Застав вместо дома зияющую воронку, засыпанную грудой обломков, он сначала не поверил своим глазам и даже несколько раз огляделся, думая, что перепутал дорогу и приехал не туда, но потом, очнувшись, ринулся разбирать руины голыми руками. Добрался до матери к рассвету, плакал, высвобождая ее из-под каменной трухи, пучков сушеной мяты, обрывков старых газет, меда и искрошенной черепицы, – высвобождал так бережно, словно жемчужину из раковины извлекал. Всю дорогу, пока вез ее домой, говорил с ней, не умолкая. Спрашивал, как теперь ему жить с таким оглушительным бременем сиротства. Как оплакивать ее, чтобы чужие не видели его слез. Как простить себе, что ни одна ниточка души не шевельнулась, когда она его звала. Как простить себе, что не оказался рядом. Мать лежала на заднем сиденье машины, свернувшись калачиком, он пытался выпрямить ей хотя бы руки, но окоченевшее тело не давалось, она покоилась, притянув к животу ноги, и будто спала – красивая, молодая, не тронутая тленом.
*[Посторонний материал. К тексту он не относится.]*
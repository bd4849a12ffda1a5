//! psu-cli - drive an instrument session from the command line

use anyhow::{Context, Result, bail};
use clap::Subcommand;
use serde_json::json;
use tracing::info;

use application::Instrument;
use domain::control::Access;
use domain::{AdapterKind, InstrumentError};
use infrastructure::SessionConfig;

/// One operation against the connected instrument
#[derive(Subcommand, Debug, Clone, PartialEq)]
pub enum Command {
    /// List the model's controls
    List,
    /// Read a control
    Get { control: String },
    /// Validate and write a control
    Set { control: String, value: String },
    /// Send a raw query and print the reply
    Ask { command: String },
    /// Send a raw command without reading a reply
    Write { command: String },
    /// Drain and print the device error queue
    Errors,
    /// Clear the device error queue
    Clear,
    /// Print the identification string
    Id,
}

/// Command-line values that take precedence over the configuration files
#[derive(Debug, Default, Clone)]
pub struct Overrides {
    pub simulate: bool,
    pub port: Option<String>,
    pub host: Option<String>,
    pub timeout_ms: Option<u64>,
}

impl Overrides {
    pub fn apply(&self, config: &mut SessionConfig) -> Result<()> {
        let transports = [self.simulate, self.port.is_some(), self.host.is_some()];
        if transports.iter().filter(|set| **set).count() > 1 {
            bail!("--simulate, --port and --host are mutually exclusive");
        }

        if self.simulate {
            config.adapter = AdapterKind::Simulated;
            config.adapter_config = serde_json::Value::Null;
        }
        if let Some(port) = &self.port {
            config.adapter = AdapterKind::Serial;
            config.adapter_config = json!({ "port": port });
        }
        if let Some(host) = &self.host {
            config.adapter = AdapterKind::Tcp;
            config.adapter_config = match split_host_port(host)? {
                (h, Some(port)) => json!({ "host": h, "port": port }),
                (h, None) => json!({ "host": h }),
            };
        }
        if let Some(timeout_ms) = self.timeout_ms {
            if timeout_ms == 0 {
                bail!("--timeout-ms must be greater than zero");
            }
            config.timeout_ms = Some(timeout_ms);
        }
        Ok(())
    }
}

/// Run `command` and return what should be printed
pub async fn execute(instrument: &mut Instrument, command: &Command) -> Result<String> {
    info!(instrument = %instrument.name(), ?command, "Executing command");
    let output = match command {
        Command::List => {
            let lines: Vec<String> = instrument
                .controls()
                .iter()
                .map(|control| {
                    format!(
                        "{:<10} {:<12} {:<6} {}",
                        control.name(),
                        access_label(control.access()),
                        control.value_type().as_str(),
                        control.docs()
                    )
                })
                .collect();
            lines.join("\n")
        }
        Command::Get { control } => instrument.get(control).await?.to_string(),
        Command::Set { control, value } => {
            instrument.control(control)?.set_from_input(value).await?;
            match instrument.last_commanded(control) {
                Some(applied) => format!("{} = {}", control, applied),
                None => format!("{} set", control),
            }
        }
        Command::Ask { command } => instrument.ask(command).await?,
        Command::Write { command } => {
            instrument.write(command).await?;
            String::new()
        }
        Command::Errors => match instrument.check_errors().await {
            Ok(()) => "No device errors".to_string(),
            Err(InstrumentError::Device(faults)) => faults
                .iter()
                .map(|fault| fault.to_string())
                .collect::<Vec<_>>()
                .join("\n"),
            Err(e) => return Err(e.into()),
        },
        Command::Clear => {
            instrument.clear_errors().await?;
            "Device errors cleared".to_string()
        }
        Command::Id => instrument.id().await?,
    };
    Ok(output)
}

/// Split `host`, `host:port`, `[v6]` or `[v6]:port`. A bare IPv6 literal
/// (more than one colon, no brackets) carries no port.
fn split_host_port(host: &str) -> Result<(&str, Option<u16>)> {
    let parse_port = |p: &str| {
        p.parse::<u16>()
            .with_context(|| format!("Invalid port in --host '{}'", host))
    };

    if let Some(rest) = host.strip_prefix('[') {
        let (addr, tail) = rest
            .split_once(']')
            .with_context(|| format!("Missing ']' in --host '{}'", host))?;
        return match tail {
            "" => Ok((addr, None)),
            _ => match tail.strip_prefix(':') {
                Some(p) => Ok((addr, Some(parse_port(p)?))),
                None => bail!("Unexpected text after ']' in --host '{}'", host),
            },
        };
    }

    match host.split_once(':') {
        Some((h, p)) if !p.contains(':') => Ok((h, Some(parse_port(p)?))),
        _ => Ok((host, None)),
    }
}

fn access_label(access: Access) -> &'static str {
    match access {
        Access::Control => "read/write",
        Access::Measurement => "read-only",
        Access::Setting => "write-only",
    }
}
Андро остановился у водохранилища, сидел в машине, плакал и причитал. Вышел, снедаемый нестерпимой душевной болью, оставив нараспашку дверь – почему-то побоялся хлопнуть ею, чтоб не потревожить мать. Подошел к самой кромке воды, постоял, вбирая в себя безмолвие небес, непоколебимое молчание которых убивало всякую веру в спасение. Тишина стояла оглушительная, облака касались самой земли, воздух был нем и туг, словно набитая пухом жаркая перина – ни вздохнуть, ни выдохнуть. Андро не сомневался – отныне для него нет и не будет ничего страшнее этого каменного и отрешенного молчания. «Господи, да как же может быть, чтобы ты был так безразличен и глух к людской боли!» – не в силах справиться с душевной мукой, вдруг закричал он. Крик этот – протяжный, неистовый, рвущий глотку до крови – исторгся из него невыносимым отчаянием и долго реял над черной водой, волнуя ее зыбь. Он не услышал голос матери, он его ощутил. Возникнув из ниоткуда, этот голос не прозвучал, а проник – весь, без остатка, в самые краинки его истерзанного болью сердца. «Я тебя слышу», – прошелестел он и угас, оставив в сердце чувство безвозвратной утраты и глухой тоски.
Мураданц Андро знает об утреннем Берде то, чего не знают даже птицы, звонким своим пением предвещающие наступление нового дня. Пока их праздный щебет, занявшись с одного края долины, взмывает к верхушке дряхлого Восточного холма, пробуждая его от каменного сна, ржавый, рассыпающийся на части грузовик Андро, чадя тяжелыми бензиновыми парами и машинным маслом, фырча и проваливаясь то одним, то другим колесом в заскорузлую деревенскую колею, разъезжает от двора ко двору, распугивая заспанную домашнюю живность и поднимая людей в несусветную рань. Бердцы возмущаются, но терпят. Они знают – тишина для Андро равносильна муке. Ведь совесть говорит с нами голосами тех, кто ушел. Выключи посторонний звук – и ты ее услышишь.